Exercise brief: Say how many lines in this listing include the word "ClassDescriptor", with no other words in the reply.

_ _ _

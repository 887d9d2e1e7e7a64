//! Class descriptor model.
//!
//! A [`ClassDescriptor`] is a static description of a class selected for
//! generation: its name, namespace, whether it may be extended, and its fields
//! in declaration order. Descriptors are independent of how they were obtained
//! (Rust source, a derive input, or a JSON batch).

use serde::{Deserialize, Serialize};
use std::fmt;
use std::path::PathBuf;

/// One source class selected for generation.
#[derive(Debug, Clone, PartialEq, Serialize, Deserialize)]
pub struct ClassDescriptor {
    /// Simple class name (e.g. `Arm`).
    pub name: String,

    /// Dot-separated namespace; empty for the root namespace.
    #[serde(default)]
    pub namespace: String,

    /// Whether the class permits the generated class to extend it.
    #[serde(default)]
    pub is_extensible: bool,

    /// Fields in declaration order.
    #[serde(default)]
    pub fields: Vec<FieldDescriptor>,

    /// Source file the descriptor was read from.
    #[serde(default, skip_serializing_if = "Option::is_none")]
    pub origin: Option<PathBuf>,
}

impl ClassDescriptor {
    /// Create an extensible class descriptor with no fields.
    pub fn new(namespace: impl Into<String>, name: impl Into<String>) -> Self {
        Self {
            name: name.into(),
            namespace: namespace.into(),
            is_extensible: true,
            fields: Vec::new(),
            origin: None,
        }
    }

    /// Append a field.
    pub fn with_field(mut self, field: FieldDescriptor) -> Self {
        self.fields.push(field);
        self
    }

    /// Mark the class as open or closed for extension.
    pub fn extensible(mut self, is_extensible: bool) -> Self {
        self.is_extensible = is_extensible;
        self
    }

    /// Record the source file this class came from.
    pub fn with_origin(mut self, origin: impl Into<PathBuf>) -> Self {
        self.origin = Some(origin.into());
        self
    }

    /// Namespace plus simple name, or just the name in the root namespace.
    pub fn qualified_name(&self) -> String {
        if self.namespace.is_empty() {
            self.name.clone()
        } else {
            format!("{}.{}", self.namespace, self.name)
        }
    }
}

/// One field of a [`ClassDescriptor`].
#[derive(Debug, Clone, PartialEq, Serialize, Deserialize)]
pub struct FieldDescriptor {
    /// Logical field name; the log key is derived from it.
    pub name: String,

    /// Declared type of the field.
    #[serde(rename = "type")]
    pub declared_type: DeclaredType,

    /// Identifier the generated code reads and writes, when it differs from `name`.
    #[serde(default, skip_serializing_if = "Option::is_none")]
    pub member: Option<String>,
}

impl FieldDescriptor {
    pub fn new(name: impl Into<String>, declared_type: DeclaredType) -> Self {
        Self {
            name: name.into(),
            declared_type,
            member: None,
        }
    }

    /// Set the member identifier used by generated code.
    pub fn with_member(mut self, member: impl Into<String>) -> Self {
        self.member = Some(member.into());
        self
    }

    /// The identifier generated code uses to reach this field.
    pub fn member_name(&self) -> &str {
        self.member.as_deref().unwrap_or(&self.name)
    }

    /// Name as written in the source class, for messages (`r#type` reads as `type`).
    pub fn source_name(&self) -> &str {
        let member = self.member_name();
        member.strip_prefix("r#").unwrap_or(member)
    }
}

/// Primitive types a log table can hold directly.
#[derive(Debug, Clone, Copy, PartialEq, Eq, Hash, Serialize, Deserialize)]
#[serde(rename_all = "snake_case")]
pub enum Primitive {
    Boolean,
    Integer64,
    Float32,
    Float64,
    Text,
    /// Raw byte; only loggable inside a list.
    Byte,
}

/// Integer widths other than the loggable signed 64-bit integer.
#[derive(Debug, Clone, Copy, PartialEq, Eq, Hash, Serialize, Deserialize)]
#[serde(rename_all = "snake_case")]
pub enum IntegerKind {
    I8,
    I16,
    I32,
    I128,
    Isize,
    U16,
    U32,
    U64,
    U128,
    Usize,
}

/// Sequence containers that are not the canonical list.
#[derive(Debug, Clone, Copy, PartialEq, Eq, Hash, Serialize, Deserialize)]
#[serde(rename_all = "snake_case")]
pub enum SequenceKind {
    VecDeque,
    LinkedList,
    Array(usize),
    Slice,
    BoxedSlice,
}

/// Semantic type of a field.
#[derive(Debug, Clone, PartialEq, Eq, Hash, Serialize, Deserialize)]
#[serde(rename_all = "snake_case")]
pub enum DeclaredType {
    Primitive(Primitive),
    Integer(IntegerKind),
    List(Box<DeclaredType>),
    Sequence {
        kind: SequenceKind,
        element: Box<DeclaredType>,
    },
    Nullable(Box<DeclaredType>),
    Boxed(Box<DeclaredType>),
    Map {
        key: Box<DeclaredType>,
        value: Box<DeclaredType>,
    },
    Other(String),
}

impl DeclaredType {
    pub fn primitive(primitive: Primitive) -> Self {
        DeclaredType::Primitive(primitive)
    }

    /// A single-level list of `element`.
    pub fn list_of(element: DeclaredType) -> Self {
        DeclaredType::List(Box::new(element))
    }

    pub fn nullable(inner: DeclaredType) -> Self {
        DeclaredType::Nullable(Box::new(inner))
    }

    pub fn boxed(inner: DeclaredType) -> Self {
        DeclaredType::Boxed(Box::new(inner))
    }
}

impl fmt::Display for Primitive {
    fn fmt(&self, f: &mut fmt::Formatter<'_>) -> fmt::Result {
        let name = match self {
            Primitive::Boolean => "bool",
            Primitive::Integer64 => "i64",
            Primitive::Float32 => "f32",
            Primitive::Float64 => "f64",
            Primitive::Text => "String",
            Primitive::Byte => "u8",
        };
        f.write_str(name)
    }
}

impl fmt::Display for IntegerKind {
    fn fmt(&self, f: &mut fmt::Formatter<'_>) -> fmt::Result {
        let name = match self {
            IntegerKind::I8 => "i8",
            IntegerKind::I16 => "i16",
            IntegerKind::I32 => "i32",
            IntegerKind::I128 => "i128",
            IntegerKind::Isize => "isize",
            IntegerKind::U16 => "u16",
            IntegerKind::U32 => "u32",
            IntegerKind::U64 => "u64",
            IntegerKind::U128 => "u128",
            IntegerKind::Usize => "usize",
        };
        f.write_str(name)
    }
}

impl fmt::Display for DeclaredType {
    fn fmt(&self, f: &mut fmt::Formatter<'_>) -> fmt::Result {
        match self {
            DeclaredType::Primitive(p) => write!(f, "{p}"),
            DeclaredType::Integer(kind) => write!(f, "{kind}"),
            DeclaredType::List(element) => write!(f, "Vec<{element}>"),
            DeclaredType::Sequence { kind, element } => match kind {
                SequenceKind::VecDeque => write!(f, "VecDeque<{element}>"),
                SequenceKind::LinkedList => write!(f, "LinkedList<{element}>"),
                SequenceKind::Array(len) => write!(f, "[{element}; {len}]"),
                SequenceKind::Slice => write!(f, "&[{element}]"),
                SequenceKind::BoxedSlice => write!(f, "Box<[{element}]>"),
            },
            DeclaredType::Nullable(inner) => write!(f, "Option<{inner}>"),
            DeclaredType::Boxed(inner) => write!(f, "Box<{inner}>"),
            DeclaredType::Map { key, value } => write!(f, "HashMap<{key}, {value}>"),
            DeclaredType::Other(name) => f.write_str(name),
        }
    }
}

_ _ _

Expected answer: 4